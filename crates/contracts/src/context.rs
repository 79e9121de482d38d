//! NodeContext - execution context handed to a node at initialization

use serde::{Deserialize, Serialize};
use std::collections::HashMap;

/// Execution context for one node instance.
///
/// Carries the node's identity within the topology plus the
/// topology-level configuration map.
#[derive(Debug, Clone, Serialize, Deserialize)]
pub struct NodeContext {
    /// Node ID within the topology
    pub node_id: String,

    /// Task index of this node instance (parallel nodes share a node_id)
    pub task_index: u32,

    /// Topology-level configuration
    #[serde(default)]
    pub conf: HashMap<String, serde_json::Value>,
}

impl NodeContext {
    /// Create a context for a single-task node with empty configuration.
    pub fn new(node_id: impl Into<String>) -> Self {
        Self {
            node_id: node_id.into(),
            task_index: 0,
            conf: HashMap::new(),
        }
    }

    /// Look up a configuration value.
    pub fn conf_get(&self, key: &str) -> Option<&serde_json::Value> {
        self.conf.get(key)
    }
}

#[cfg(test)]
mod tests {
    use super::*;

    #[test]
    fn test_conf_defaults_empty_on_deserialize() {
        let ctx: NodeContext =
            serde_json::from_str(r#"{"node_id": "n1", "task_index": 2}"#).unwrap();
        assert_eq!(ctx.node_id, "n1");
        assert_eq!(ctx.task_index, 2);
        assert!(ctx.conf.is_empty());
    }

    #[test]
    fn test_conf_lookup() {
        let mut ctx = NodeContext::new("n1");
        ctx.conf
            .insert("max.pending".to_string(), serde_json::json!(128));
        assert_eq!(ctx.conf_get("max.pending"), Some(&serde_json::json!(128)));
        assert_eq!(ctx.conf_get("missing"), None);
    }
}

┄┄┄┄┄┄┄┄┄┄

THE TASK:
Line by line, set down the material exactly as given.

OUTPUT:
filename crates/contracts/src/context.rs
repository 79e9121de482d38d
//! NodeContext - execution context handed to a node at initialization

use serde::{Deserialize, Serialize};
use std::collections::HashMap;

/// Execution context for one node instance.
///
/// Carries the node's identity within the topology plus the
/// topology-level configuration map.
#[derive(Debug, Clone, Serialize, Deserialize)]
pub struct NodeContext {
    /// Node ID within the topology
    pub node_id: String,

    /// Task index of this node instance (parallel nodes share a node_id)
    pub task_index: u32,

    /// Topology-level configuration
    #[serde(default)]
    pub conf: HashMap<String, serde_json::Value>,
}

impl NodeContext {
    /// Create a context for a single-task node with empty configuration.
    pub fn new(node_id: impl Into<String>) -> Self {
        Self {
            node_id: node_id.into(),
            task_index: 0,
            conf: HashMap::new(),
        }
    }

    /// Look up a configuration value.
    pub fn conf_get(&self, key: &str) -> Option<&serde_json::Value> {
        self.conf.get(key)
    }
}

#[cfg(test)]
mod tests {
    use super::*;

    #[test]
    fn test_conf_defaults_empty_on_deserialize() {
        let ctx: NodeContext =
            serde_json::from_str(r#"{"node_id": "n1", "task_index": 2}"#).unwrap();
        assert_eq!(ctx.node_id, "n1");
        assert_eq!(ctx.task_index, 2);
        assert!(ctx.conf.is_empty());
    }

    #[test]
    fn test_conf_lookup() {
        let mut ctx = NodeContext::new("n1");
        ctx.conf
            .insert("max.pending".to_string(), serde_json::json!(128));
        assert_eq!(ctx.conf_get("max.pending"), Some(&serde_json::json!(128)));
        assert_eq!(ctx.conf_get("missing"), None);
    }
}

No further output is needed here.